Seow Ping Tan: Yeah, I mean, I think it’s an interesting time to be in. Because before, it was just about how do you use first-party data for your own marketing, right? So now it’s about how do I use first-party data in collaboration with partners out there? I think what’s important is, the ‘so what’ after that, right, what do you do with that data? What do you do after you’ve shared and you’ve exchanged insights? Because ultimately, the aim needs to be about understanding your customers better, and bringing better customer experiences. And end of the day, it’s about also how do you use that to make sure that you’re bringing value back to the customer as well as to the organization.
So I think that ‘so what’ is are you using the insights for activations, for measurement to enrich your understanding about customer so that you can service them better? So I think that piece of ‘so what’ after you’ve done that collaboration is going to be key, and you need to use it in a way that’s going to bring value back to the customer. Ultimately, the customer is at the center of all of this.
Importance of secure data collaboration and clean rooms
Duncan Craig: Thank you. Bosco, I’m sure you got some views on this, my friend.
Bosco Lam: Yeah, actually, I want to add to that ‘so what’ scenario once that before, especially in the head of CMOs, obviously, over that case, they know about the value of data elaboration, but the risk seen is first legal. In the past, without clean rooms, mostly the data collaboration started by contract. If there are breaches, then what will be the compensation is, but once the data is leaked, that’s it. And that reputation, the cause of all this created a lot of concerns, right, from a CMOs point of view. They are not well trained as lawyers or legals. So that’s why going back to the point, before clean rooms happens, a lot of these data collaboration is only bounded by an equal contracts. That is more like aftermath, how you’re going to clean up the mess. And now we are creating a technology that, by default, you control who have more access to what data and in what ways to that data being reviewed to external parties.
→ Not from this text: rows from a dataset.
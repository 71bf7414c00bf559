//! Deque construction knobs.

use strata_mem::TryReserveError;
use thiserror::Error;

use super::Deque;

/// Smallest map a deque allocates, in buffer pointers.
pub const DEFAULT_MAP_INIT_SIZE: usize = 8;

/// Extra map slots added on top of the requirement when the map grows.
pub const DEFAULT_MAP_SLACK: usize = 8;

/// Sizing rules for the map of buffer pointers.
#[derive(Clone, Copy, Debug, PartialEq, Eq, Hash)]
pub struct MapPolicy {
    /// Minimum number of slots of a freshly allocated map.
    pub init_size: usize,
    /// Slots added beyond the requirement on growth, when that exceeds
    /// doubling.
    pub slack: usize,
}

impl MapPolicy {
    /// `init_size = 8`, `slack = 8`.
    pub const DEFAULT: MapPolicy = MapPolicy {
        init_size: DEFAULT_MAP_INIT_SIZE,
        slack: DEFAULT_MAP_SLACK,
    };
}

impl Default for MapPolicy {
    fn default() -> Self {
        Self::DEFAULT
    }
}

/// Error during deque construction.
#[derive(Clone, Copy, Debug, PartialEq, Eq, Error)]
pub enum ConfigError {
    /// `map_init_size` was zero.
    #[error("map initial size must be non-zero")]
    ZeroMapSize,
    /// The map could not be pre-sized.
    #[error(transparent)]
    Reserve(#[from] TryReserveError),
}

/// Builder for a [`Deque`] with a custom [`MapPolicy`] or pre-sized map.
///
/// ```
/// use strata_collections::{Deque, DequeBuilder};
///
/// let mut d: Deque<u32> = DequeBuilder::default()
///     .map_init_size(16)
///     .capacity(10_000)
///     .build()
///     .unwrap();
/// let slots = d.map_capacity();
/// for i in 0..10_000 {
///     d.push_back(i);
/// }
/// assert_eq!(d.map_capacity(), slots);
/// ```
#[derive(Clone, Debug)]
pub struct DequeBuilder {
    map_init_size: usize,
    map_slack: usize,
    capacity: Option<usize>,
}

impl Default for DequeBuilder {
    fn default() -> Self {
        Self {
            map_init_size: DEFAULT_MAP_INIT_SIZE,
            map_slack: DEFAULT_MAP_SLACK,
            capacity: None,
        }
    }
}

impl DequeBuilder {
    /// Minimum slot count of the first map. Default: 8.
    pub fn map_init_size(mut self, slots: usize) -> Self {
        self.map_init_size = slots;
        self
    }

    /// Growth slack of the map. Default: 8.
    pub fn map_slack(mut self, slots: usize) -> Self {
        self.map_slack = slots;
        self
    }

    /// Allocates the map up front so that `elements` can be pushed at either
    /// end without the map being reallocated. Buffers are still allocated on
    /// demand. Default: no map until first use.
    pub fn capacity(mut self, elements: usize) -> Self {
        self.capacity = Some(elements);
        self
    }

    /// Builds the deque.
    pub fn build<T>(self) -> Result<Deque<T>, ConfigError> {
        if self.map_init_size == 0 {
            return Err(ConfigError::ZeroMapSize);
        }

        let mut deque = Deque::with_policy(MapPolicy {
            init_size: self.map_init_size,
            slack: self.map_slack,
        });
        if let Some(elements) = self.capacity {
            deque.reserve_map(elements)?;
        }
        Ok(deque)
    }
}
And this is well-described and well-designed before any real data is being shared. So I think, now the game plan is to play a more defensive way, I think. In the past, we were only governed by legal contracts. But now we have a more active approach in terms of who and what, to what level, we want to share the data. So I think it really helps a lot of CMOs out there. They do not need to be a data privacy officers. They don’t need to be a CIO. And they can still enjoy the benefits in a more secured way to collaborate on data.
Duncan Craig: Thank you, Bosco. That is a very real-world story for us here in Australia. Because two years ago, right now you have a major telecoms carrier had a major customer data breach, millions of data points and private files. And the reputation loss is significant. Again, it comes down to software, and web, but mostly where are you storing and sharing that data? So that’s a real-world risk. I would agree with that 100%.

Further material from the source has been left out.